OMT WebOrganization and Management Theory Division of the Academy of Management
The grandfather of an MBA student of mine once said “If you don’t stand up for something, you will fall down for anything.” Mayer Zald stood up for tall causes all through his life – and was an ardent believer in the redemptive role of protest in our organizational society.
Mayer’s accomplishments are known to one and all and it would be superfluous to recount them here. Instead, I’d like to touch on what he meant to me – as I was a fortunate beneficiary of the gifts of his mentorship, friendship and abundant affection.
My first recollection of Mayer was at a conference on Generative Organizational Theory organized by Lance Sandelands and Brian Pentland at Michigan in the early 1990s. I recall Mayer as being keenly interested in every paper being presented – staying with us for dinner, and enjoying the banter, and even dropping us off at the hotel. I was struck by his voracious curiosity and his ability to connect ideas from one realm to another – be it the grammar of organizing or the grammar of contention.
I got to know Mayer much better when I was visiting Michigan in 1997. Michigan and ICOS are magical ‘free spaces’ that serve as wonderful incubators of ideas and Mayer embodied this spirit. Soon, we would meet regularly over lunch – and his favorite sport – was to mention an article or a book and ask me if I had read them. There would be a delighted burst of laughter when he found I had not read one or the other piece. Once I quipped “Mayer, these are all works before 1940 – written by people who are dead” but he insisted that I read Gustav le Bon – these conversations helped turn an incipient interest in collective behavior and social movements into a research agenda.
Soon, he went to Arizona, and enlisted Cal Morrill in a number of projects that absorbed all of us – he was both the deft project manager and mentor for Cal and I. He and his wife Joan were great hosts. Mayer also inspired an ASQ special issue that brought together Jerry Davis, Cal, Sarah Soule and I along with a number of writers and reviewers – and it was fitting that he wrote a lovely postscript to the special issue. He was an ever-generous reader of papers – you sent him a paper and he responded with comments and advice to read a connected paper or two within a couple of days.
Mayer always asked more questions than made statements. Sometimes, the questions were endearingly mischievous.
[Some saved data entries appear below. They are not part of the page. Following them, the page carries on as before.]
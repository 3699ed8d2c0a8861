//! The generated study record and its wire form.
//!
//! Models return loosely shaped objects, so the wire form ([`RawStudy`]) is an
//! untyped JSON object. [`StudyRecord::from_raw`] types it; whatever cannot be
//! typed stays in [`StudyRecord::extra`]. Converting back with
//! [`StudyRecord::to_raw`] restores every key, so a record written to disk and
//! read back compares equal.
//!
//! The link fields (`source_url`, `doi`, `year`) are the exception: enrichment
//! owns them, so a value that cannot be typed is discarded rather than kept.

use serde::{Deserialize, Serialize};
use serde_json::{Map, Value};
use std::fmt;

use crate::errors::CoreError;
use crate::track::{Track, TrackDetail};

// ---------------------------------------------------------------------------
// Authors
// ---------------------------------------------------------------------------

/// Author list as returned by the model: a single string or an array.
#[derive(Debug, Clone, PartialEq, Eq, Serialize, Deserialize)]
#[serde(untagged)]
pub enum Authors {
    List(Vec<String>),
    Joined(String),
}

impl Default for Authors {
    fn default() -> Self {
        Self::List(Vec::new())
    }
}

impl Authors {
    /// Comma-joined form used by the table sink.
    #[must_use]
    pub fn joined(&self) -> String {
        match self {
            Self::List(names) => names.join(", "),
            Self::Joined(names) => names.clone(),
        }
    }

    #[must_use]
    pub fn is_empty(&self) -> bool {
        match self {
            Self::List(names) => names.iter().all(|name| name.trim().is_empty()),
            Self::Joined(names) => names.trim().is_empty(),
        }
    }
}

// ---------------------------------------------------------------------------
// Interest
// ---------------------------------------------------------------------------

/// Reader classification carried in the `tags` field.
#[derive(Debug, Clone, Copy, PartialEq, Eq, Hash, Serialize, Deserialize)]
pub enum Interest {
    #[serde(rename = "interested")]
    Interested,
    #[serde(rename = "maybe later")]
    MaybeLater,
    #[serde(rename = "not now")]
    NotNow,
}

impl Interest {
    pub const ALL: [Self; 3] = [Self::Interested, Self::MaybeLater, Self::NotNow];

    #[must_use]
    pub const fn as_str(self) -> &'static str {
        match self {
            Self::Interested => "interested",
            Self::MaybeLater => "maybe later",
            Self::NotNow => "not now",
        }
    }

    /// Case-insensitive match against the closed set.
    #[must_use]
    pub fn parse(value: &str) -> Option<Self> {
        let value = value.trim();
        Self::ALL
            .into_iter()
            .find(|interest| interest.as_str().eq_ignore_ascii_case(value))
    }
}

impl fmt::Display for Interest {
    fn fmt(&self, f: &mut fmt::Formatter<'_>) -> fmt::Result {
        f.write_str(self.as_str())
    }
}

// ---------------------------------------------------------------------------
// Strictness
// ---------------------------------------------------------------------------

/// How hard record typing pushes back on model output.
#[derive(Debug, Clone, Copy, PartialEq, Eq, Default)]
pub enum Strictness {
    /// Common text fields non-empty, known track, valid tags, track fields typed.
    #[default]
    Strict,
    /// Never reject; untypeable values stay in `extra`.
    Permissive,
}

// ---------------------------------------------------------------------------
// StudyRecord
// ---------------------------------------------------------------------------

/// Flat JSON object exactly as exchanged with the model and the file sink.
#[derive(Debug, Clone, PartialEq, Default, Serialize, Deserialize)]
#[serde(transparent)]
pub struct RawStudy(pub Map<String, Value>);

/// One generated study.
#[derive(Debug, Clone, PartialEq, Default, Serialize, Deserialize)]
#[serde(from = "RawStudy", into = "RawStudy")]
pub struct StudyRecord {
    pub track: String,
    pub title: String,
    pub authors: Authors,
    pub source: String,
    pub summary: String,
    pub why_notable: String,
    pub tags: Option<Interest>,
    pub source_url: Option<String>,
    pub doi: Option<String>,
    pub year: Option<i32>,
    /// Typed track fields; `None` only for records accepted permissively.
    pub detail: Option<TrackDetail>,
    /// Every wire field not covered above.
    pub extra: Map<String, Value>,
}

impl StudyRecord {
    /// Type a wire object.
    ///
    /// # Errors
    ///
    /// In [`Strictness::Strict`] mode, returns [`CoreError`] for an empty common
    /// text field, an unknown track, a `tags` value outside the closed set, or
    /// missing/mistyped track fields. Permissive mode never fails.
    pub fn from_raw(raw: RawStudy, strictness: Strictness) -> Result<Self, CoreError> {
        let strict = strictness == Strictness::Strict;
        let mut fields = raw.0;

        let mut record = Self {
            track: take_string(&mut fields, "track").unwrap_or_default(),
            title: take_string(&mut fields, "title").unwrap_or_default(),
            authors: take_authors(&mut fields).unwrap_or_default(),
            source: take_string(&mut fields, "source").unwrap_or_default(),
            summary: take_string(&mut fields, "summary").unwrap_or_default(),
            why_notable: take_string(&mut fields, "why_notable").unwrap_or_default(),
            tags: take_interest(&mut fields),
            source_url: take_string(&mut fields, "source_url"),
            doi: take_string(&mut fields, "doi"),
            year: take_year(&mut fields),
            detail: None,
            extra: Map::new(),
        };
        for key in LINK_FIELDS {
            fields.remove(key);
        }

        if strict {
            for (name, value) in [
                ("title", &record.title),
                ("source", &record.source),
                ("summary", &record.summary),
                ("why_notable", &record.why_notable),
            ] {
                if value.trim().is_empty() {
                    return Err(CoreError::InvalidRecord(format!(
                        "'{name}' is missing or not a non-empty string"
                    )));
                }
            }
            if record.authors.is_empty() {
                return Err(CoreError::InvalidRecord(
                    "'authors' is missing or empty".into(),
                ));
            }
            if let Some(tags) = fields.get("tags") {
                return Err(CoreError::InvalidRecord(format!(
                    "'tags' must be one of \"interested\", \"maybe later\", \"not now\", got {tags}"
                )));
            }
        }

        record.detail = match record.track.parse::<Track>() {
            Ok(track) => {
                // Canonical spelling, so plan counting and storage agree.
                record.track = track.as_str().to_string();
                match TrackDetail::extract(track, &mut fields) {
                    Ok(detail) => Some(detail),
                    Err(err) if strict => return Err(err),
                    Err(_) => None,
                }
            }
            Err(err) if strict => return Err(err),
            Err(_) => None,
        };

        record.extra = fields;
        Ok(record)
    }

    /// Flatten into the wire form. Keys held in `extra` win over typed fields
    /// with the same name, which only happens for values permissive typing
    /// could not place. Typed link fields always win.
    #[must_use]
    pub fn to_raw(&self) -> RawStudy {
        let mut map = Map::new();
        map.insert("track".into(), Value::String(self.track.clone()));
        map.insert("title".into(), Value::String(self.title.clone()));
        map.insert(
            "authors".into(),
            serde_json::to_value(&self.authors).unwrap_or(Value::Null),
        );
        map.insert("source".into(), Value::String(self.source.clone()));
        map.insert("summary".into(), Value::String(self.summary.clone()));
        map.insert("why_notable".into(), Value::String(self.why_notable.clone()));
        if let Some(tags) = self.tags {
            map.insert("tags".into(), Value::String(tags.as_str().into()));
        }
        if let Some(detail) = &self.detail {
            map.extend(detail.clone().into_fields());
        }
        map.extend(self.extra.clone());
        if let Some(url) = &self.source_url {
            map.insert("source_url".into(), Value::String(url.clone()));
        }
        if let Some(doi) = &self.doi {
            map.insert("doi".into(), Value::String(doi.clone()));
        }
        if let Some(year) = self.year {
            map.insert("year".into(), Value::from(year));
        }
        RawStudy(map)
    }

    /// Typed track, if the record's track is known.
    #[must_use]
    pub fn known_track(&self) -> Option<Track> {
        self.detail
            .as_ref()
            .map(TrackDetail::track)
            .or_else(|| self.track.parse().ok())
    }

    /// Fields outside the fixed table columns: tags, track fields, and `extra`.
    #[must_use]
    pub fn auxiliary_fields(&self) -> Map<String, Value> {
        let mut map = Map::new();
        if let Some(tags) = self.tags {
            map.insert("tags".into(), Value::String(tags.as_str().into()));
        }
        if let Some(detail) = &self.detail {
            map.extend(detail.clone().into_fields());
        }
        map.extend(self.extra.clone());
        map
    }
}

impl From<RawStudy> for StudyRecord {
    fn from(raw: RawStudy) -> Self {
        // Permissive typing is infallible.
        Self::from_raw(raw, Strictness::Permissive).unwrap_or_default()
    }
}

impl From<StudyRecord> for RawStudy {
    fn from(record: StudyRecord) -> Self {
        record.to_raw()
    }
}

/// Fields filled by enrichment; never carried in `extra`.
const LINK_FIELDS: [&str; 3] = ["source_url", "doi", "year"];

fn take_string(fields: &mut Map<String, Value>, key: &str) -> Option<String> {
    match fields.get(key) {
        Some(Value::String(_)) => match fields.remove(key) {
            Some(Value::String(s)) => Some(s),
            _ => None,
        },
        // Explicit nulls carry no information.
        Some(Value::Null) => {
            fields.remove(key);
            None
        }
        _ => None,
    }
}

fn take_authors(fields: &mut Map<String, Value>) -> Option<Authors> {
    let authors = serde_json::from_value::<Authors>(fields.get("authors")?.clone()).ok()?;
    fields.remove("authors");
    Some(authors)
}

fn take_year(fields: &mut Map<String, Value>) -> Option<i32> {
    let year = match fields.get("year")? {
        Value::Number(n) => n.as_i64().and_then(|n| i32::try_from(n).ok()),
        Value::String(s) => s.trim().parse::<i32>().ok(),
        _ => None,
    }?;
    fields.remove("year");
    Some(year)
}

fn take_interest(fields: &mut Map<String, Value>) -> Option<Interest> {
    let interest = match fields.get("tags")? {
        Value::String(s) => Interest::parse(s)?,
        Value::Null => {
            fields.remove("tags");
            return None;
        }
        _ => return None,
    };
    fields.remove("tags");
    Some(interest)
}
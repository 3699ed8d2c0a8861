//! Link construction.

/// Canonical resolver link for a DOI.
#[must_use]
pub fn doi_url(doi: &str) -> String {
    format!("https://doi.org/{}", doi.trim())
}

/// Search-engine link for a title: `{search_base}?q={encoded title}`.
#[must_use]
pub fn search_url(search_base: &str, title: &str) -> String {
    format!(
        "{}?q={}",
        search_base.trim_end_matches(['?', '/']),
        urlencoding::encode(title.trim())
    )
}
I once sent him a book titled “Shantaram” – a novel written by an escaped Australian convict Gregory David Robbins about the roller coaster life of an immigrant in the underworld of Mumbai. The book, over 900 pages long, covers the protagonist’s journey from Australia to Afghanistan. In one memorable scene, the author describes the standing babas of Mumbai – individuals who stand on one foot with the other suspended above the floor – and do so for decades by dint of their yogic powers reinforced by liberal inhalations of hashish. Mayer read through the entire book within a week and sent me a one line question “Are the standing babas still there in Mumbai”?
I will miss his contagious positive energy – he always left a person with more energy about his or her work, and his mischief.